Thursday, March 18, 2010
Ace Case
I suppose I should get my response to 2001: A Space Odyssey down before I peruse the mounds of analysis I am sure has been written since it came out in 1968, lest these virgin thoughts be tainted. There likely isn’t terribly much I can say that hasn’t been said already, so I’ll keep it brief.
Kubrick’s films are often baffling. Technical marvels for sure, but they sure do like to keep the viewer at arm’s length. Clockwork Orange with its wild set design and deliberately distant, objective camera, Full Metal Jacket with its bifurcated structure and front-loaded content, and 2001 with… well geez, where do I start? The first three minutes of music in total black, long passages of minimal action that play like music videos for classical music cues, a full 55 minutes’ passage before our “protagonist” and any sort of conflict is introduced, an episodic story, ten minutes of hallucinogenic visuals followed by a surrealist dénouement, and music that continues several minutes after the credits have finished rolling. That the film has become a cultural touchstone is hardly surprising; it came out as the 60s counterculture was about to peak, the story stays grounded long enough for mainstream audiences to get into it, and even once it does unmoor itself from traditional narrative, there are still some stunning effects to keep the bewildered viewer’s attention. No, the bigger surprise is that Metro Goldwyn-Mayer ever backed a movie that is not only relentlessly off-putting, but must have been enormously expensive and risky given its groundbreaking visuals.
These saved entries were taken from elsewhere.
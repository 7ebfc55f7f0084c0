//! Property-Based Test Generators
//!
//! Proptest strategies for intake data that keep domain invariants:
//! birth dates never follow entry dates, names are non-blank and generated
//! supplies are always constructible.

use chrono::{Days, NaiveDate};
use proptest::prelude::*;

use domain_relief::Supply;

use crate::fixtures::DateFixtures;

/// Strategy for dates between 1920-01-01 and roughly 2030
pub fn date_strategy() -> impl Strategy<Value = NaiveDate> {
    (0u64..40_000).prop_map(|offset| {
        let base = DateFixtures::ymd(1920, 1, 1);
        base.checked_add_days(Days::new(offset)).unwrap_or(base)
    })
}

/// Strategy for an (entry date, date of birth) pair with birth on or before entry
pub fn entry_and_birth_strategy() -> impl Strategy<Value = (NaiveDate, NaiveDate)> {
    (date_strategy(), 0u64..36_500).prop_map(|(entry, age_days)| {
        let birth = entry.checked_sub_days(Days::new(age_days)).unwrap_or(entry);
        (entry, birth)
    })
}

/// Strategy for strings that are not valid `YYYY-MM-DD` dates
pub fn malformed_date_strategy() -> impl Strategy<Value = String> {
    prop_oneof![
        Just(String::new()),
        "[0-9]{8}",
        "[0-9]{4}/[0-9]{2}/[0-9]{2}",
        "[a-z]{3,10}",
        Just("2025-02-30".to_string()),
        Just("2025-13-01".to_string()),
    ]
}

/// Strategy for capitalized first names
pub fn first_name_strategy() -> impl Strategy<Value = String> {
    "[A-Z][a-z]{1,11}"
}

/// Strategy for an optional last name
pub fn last_name_strategy() -> impl Strategy<Value = Option<String>> {
    proptest::option::of("[A-Z][a-z]{1,14}")
}

/// Strategy for accepted gender tokens in any letter case
pub fn gender_strategy() -> impl Strategy<Value = String> {
    prop_oneof![Just("male"), Just("female"), Just("other")].prop_flat_map(|token| {
        proptest::collection::vec(any::<bool>(), token.len()).prop_map(move |upper| {
            token
                .chars()
                .zip(upper)
                .map(|(c, up)| if up { c.to_ascii_uppercase() } else { c })
                .collect::<String>()
        })
    })
}

/// Strategy for cot positions; rooms may be a plain number or a spaced name
pub fn cot_position_strategy() -> impl Strategy<Value = (String, String)> {
    (
        prop_oneof!["[0-9]{2,3}", "(Room|Gym|Hall) [0-9]{1,2}"],
        "[A-H][0-9]{1,2}",
    )
}

/// Strategy for supplies that may be stored at a location
pub fn locatable_supply_strategy() -> impl Strategy<Value = Supply> {
    prop_oneof![
        (1u32..100).prop_map(Supply::water),
        (cot_position_strategy(), 1u32..4).prop_filter_map(
            "cot grid must be one token",
            |((room, grid), quantity)| Supply::cot(room, grid, quantity).ok()
        ),
        ("[A-Z][a-z]{2,12}", 1u32..500)
            .prop_map(|(type_name, quantity)| Supply::general(type_name, quantity)),
    ]
}

/// Strategy for any supply, personal belongings included
pub fn supply_strategy() -> impl Strategy<Value = Supply> {
    prop_oneof![
        3 => locatable_supply_strategy(),
        1 => "[A-Za-z ]{1,30}".prop_map(Supply::personal_belonging),
    ]
}

#[cfg(test)]
mod tests {
    use super::*;
    use domain_relief::Gender;

    proptest! {
        #[test]
        fn prop_birth_never_after_entry((entry, birth) in entry_and_birth_strategy()) {
            prop_assert!(birth <= entry);
        }

        #[test]
        fn prop_gender_tokens_parse(token in gender_strategy()) {
            prop_assert!(token.parse::<Gender>().is_ok());
        }

        #[test]
        fn prop_locatable_supplies_are_locatable(supply in locatable_supply_strategy()) {
            prop_assert!(supply.is_locatable());
        }
    }
}
//! Family groups
//!
//! Membership is exclusive: a person belongs to at most one group. The
//! registry keeps the group's member set and each person's back-reference in
//! step, so groups only expose read access publicly.

use serde::Serialize;
use std::collections::BTreeSet;

use core_kernel::PersonId;

/// An exclusive-membership grouping of persons
#[derive(Debug, Clone, PartialEq, Eq, Serialize)]
pub struct FamilyGroup {
    id: String,
    members: BTreeSet<PersonId>,
}

impl FamilyGroup {
    pub fn new(id: impl Into<String>) -> Self {
        Self {
            id: id.into(),
            members: BTreeSet::new(),
        }
    }

    pub fn id(&self) -> &str {
        &self.id
    }

    pub fn members(&self) -> &BTreeSet<PersonId> {
        &self.members
    }

    pub fn contains(&self, person: PersonId) -> bool {
        self.members.contains(&person)
    }

    pub fn size(&self) -> usize {
        self.members.len()
    }

    pub fn is_empty(&self) -> bool {
        self.members.is_empty()
    }

    pub(crate) fn set_id(&mut self, id: String) {
        self.id = id;
    }

    pub(crate) fn insert(&mut self, person: PersonId) -> bool {
        self.members.insert(person)
    }

    pub(crate) fn remove(&mut self, person: PersonId) -> bool {
        self.members.remove(&person)
    }
}
//! Conversions between domain entities and table rows
//!
//! The `supply.comments` column is overloaded: cots store `"<room> <grid>"`,
//! personal belongings store their description, other supplies leave it
//! empty.

use core_kernel::IdentitySequence;
use thiserror::Error;

use domain_relief::{
    Gender, Inquirer, Location, Person, ReliefError, Supply, SupplyKind, COT, PERSONAL_BELONGING,
    WATER,
};

use crate::repositories::{
    InquiryRow, LocationRow, NewInquirer, NewLocation, NewPerson, NewSupply, PersonRow,
    SupplyRow,
};

pub fn new_person(person: &Person) -> NewPerson {
    NewPerson {
        first_name: person.first_name().to_string(),
        last_name: person.last_name().map(str::to_string),
        date_of_birth: person.date_of_birth(),
        gender: person.gender().map(|g| g.as_str().to_string()),
        entry_date: person.entry_date(),
        comments: person.comments().map(str::to_string),
        family_group: person.family_group().map(str::to_string),
    }
}

/// Rebuilds a person from its row, drawing a fresh identifier.
///
/// Every column is validated before the identifier is drawn.
pub fn person_from_row(ids: &IdentitySequence, row: &PersonRow) -> Result<Person, ReliefError> {
    let gender = row
        .gender
        .as_deref()
        .map(str::parse::<Gender>)
        .transpose()?;

    let mut person = Person::from_dates(ids, row.first_name.clone(), row.entry_date, row.date_of_birth)?;
    person.set_last_name(row.last_name.clone());
    if let Some(gender) = gender {
        person.set_gender(gender.as_str())?;
    }
    if let Some(comments) = &row.comments {
        person.set_comments(comments.clone());
    }
    Ok(person)
}

pub fn new_location(location: &Location) -> NewLocation {
    NewLocation {
        name: location.name().to_string(),
        address: location.address().to_string(),
    }
}

pub fn location_from_row(row: &LocationRow) -> Location {
    Location::new(row.name.clone(), row.address.clone())
}

/// Why a supply unit and its row could not be converted
#[derive(Debug, Error, Clone, PartialEq, Eq)]
pub enum SupplyRowError {
    #[error("negative quantity {0}")]
    NegativeQuantity(i32),

    #[error("quantity {0} exceeds the column range")]
    QuantityOutOfRange(u32),

    #[error("invalid cot position: {0}")]
    InvalidCot(#[source] ReliefError),
}

/// Row form of a supply unit. Quantities must fit the signed column.
pub fn new_supply(supply: &Supply) -> Result<NewSupply, SupplyRowError> {
    let quantity = i32::try_from(supply.quantity())
        .map_err(|_| SupplyRowError::QuantityOutOfRange(supply.quantity()))?;
    let comments = match supply.kind() {
        SupplyKind::Cot { room, grid } => Some(format!("{} {}", room, grid)),
        SupplyKind::PersonalBelonging { description } => Some(description.clone()),
        SupplyKind::Water { .. } | SupplyKind::General { .. } => None,
    };
    Ok(NewSupply {
        supply_type: supply.type_name().to_string(),
        quantity,
        comments,
    })
}

/// Rebuilds an unplaced supply unit from its row.
///
/// Cot grids never contain spaces, so the last space in the comments
/// separates the room from the grid.
pub fn supply_from_row(row: &SupplyRow) -> Result<Supply, SupplyRowError> {
    let quantity =
        u32::try_from(row.quantity).map_err(|_| SupplyRowError::NegativeQuantity(row.quantity))?;
    let comments = row.comments.as_deref().unwrap_or_default();

    let supply = match row.supply_type.as_str() {
        WATER => Supply::water(quantity),
        COT => {
            let (room, grid) = comments.rsplit_once(' ').unwrap_or((comments, ""));
            Supply::cot(room, grid, quantity).map_err(SupplyRowError::InvalidCot)?
        }
        PERSONAL_BELONGING => {
            let mut supply = Supply::personal_belonging(comments);
            supply.set_quantity(quantity);
            supply
        }
        other => Supply::general(other, quantity),
    };
    Ok(supply)
}

pub fn new_inquirer(inquirer: &Inquirer) -> NewInquirer {
    NewInquirer {
        first_name: inquirer.first_name().to_string(),
        last_name: inquirer.last_name().map(str::to_string),
        phone_number: inquirer.phone().to_string(),
        info: Some(inquirer.info().to_string()).filter(|info| !info.is_empty()),
    }
}

/// Rebuilds the inquirer of an inquiry row. Stored inquirers are external.
pub fn inquirer_from_row(row: &InquiryRow) -> Result<Inquirer, ReliefError> {
    Inquirer::new(
        row.inquirer_first_name.clone(),
        row.inquirer_last_name.clone(),
        row.phone_number.clone(),
        row.inquirer_info.clone().unwrap_or_default(),
    )
}
//! Medical record repository implementation

use chrono::NaiveDate;
use sqlx::PgPool;

use crate::error::DatabaseError;

/// Database row for the `medical_record` table
#[derive(Debug, Clone, PartialEq, Eq, sqlx::FromRow)]
pub struct MedicalRecordRow {
    pub medical_record_id: i32,
    pub location_id: i32,
    pub person_id: i32,
    pub date_of_treatment: NaiveDate,
    pub treatment_details: String,
}

#[derive(Debug, Clone, PartialEq, Eq)]
pub struct NewMedicalRecord {
    pub location_id: i32,
    pub person_id: i32,
    pub date_of_treatment: NaiveDate,
    pub treatment_details: String,
}

/// Repository for the `medical_record` table; records are insert-only
#[derive(Debug, Clone)]
pub struct MedicalRecordRepository {
    pool: PgPool,
}

impl MedicalRecordRepository {
    pub fn new(pool: PgPool) -> Self {
        Self { pool }
    }

    pub async fn insert(&self, record: &NewMedicalRecord) -> Result<i32, DatabaseError> {
        let key = sqlx::query_scalar::<_, i32>(
            r#"
            INSERT INTO medical_record (location_id, person_id, date_of_treatment, treatment_details)
            VALUES ($1, $2, $3, $4)
            RETURNING medical_record_id
            "#,
        )
        .bind(record.location_id)
        .bind(record.person_id)
        .bind(record.date_of_treatment)
        .bind(&record.treatment_details)
        .fetch_one(&self.pool)
        .await?;

        Ok(key)
    }

    /// Every record in insertion order
    pub async fn list(&self) -> Result<Vec<MedicalRecordRow>, DatabaseError> {
        let rows = sqlx::query_as::<_, MedicalRecordRow>(
            r#"
            SELECT medical_record_id, location_id, person_id, date_of_treatment, treatment_details
            FROM medical_record
            ORDER BY medical_record_id
            "#,
        )
        .fetch_all(&self.pool)
        .await?;

        Ok(rows)
    }
}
We ought be grateful for the chance they took, for while 2001 as narrative is drawn out and maddeningly opaque, those criticisms are so beside the point that they may even be considered the picture's virtues. Kubrick’s aim was obviously less to tell a story than to explore, in cinematic form, the boundaries of man, from its simian beginnings to its liberation from the Earth, to the creation of new consciousness (in HAL, naturally), to Beyond the Infinite. And exploration naturally entails minute observation, hence the measured pace, the long cuts. It’s cinematic poetry, presenting us with novel sights and sounds (sometimes in isolation: there are the music pieces that play without visual accompaniment of course, and then there is the moment following the HAL-Dave confrontation in the pod, when I thought my DVD player had frozen because of three or four shots in which there was no movement and, being in the vacuum of space, no sound.) Poems can tell a story of course, but to make that the focus of one's criticism is to hack at so few trees amid so much forest. Even if it doesn’t make sense in the end (and after only a single viewing, I am hardly in a place to assert that), 2001 has more than fulfilled its duty in taking us new places and pushing the boundaries of its medium.
And just to be provocative, I’ll end by saying: this is what Avatar could have been.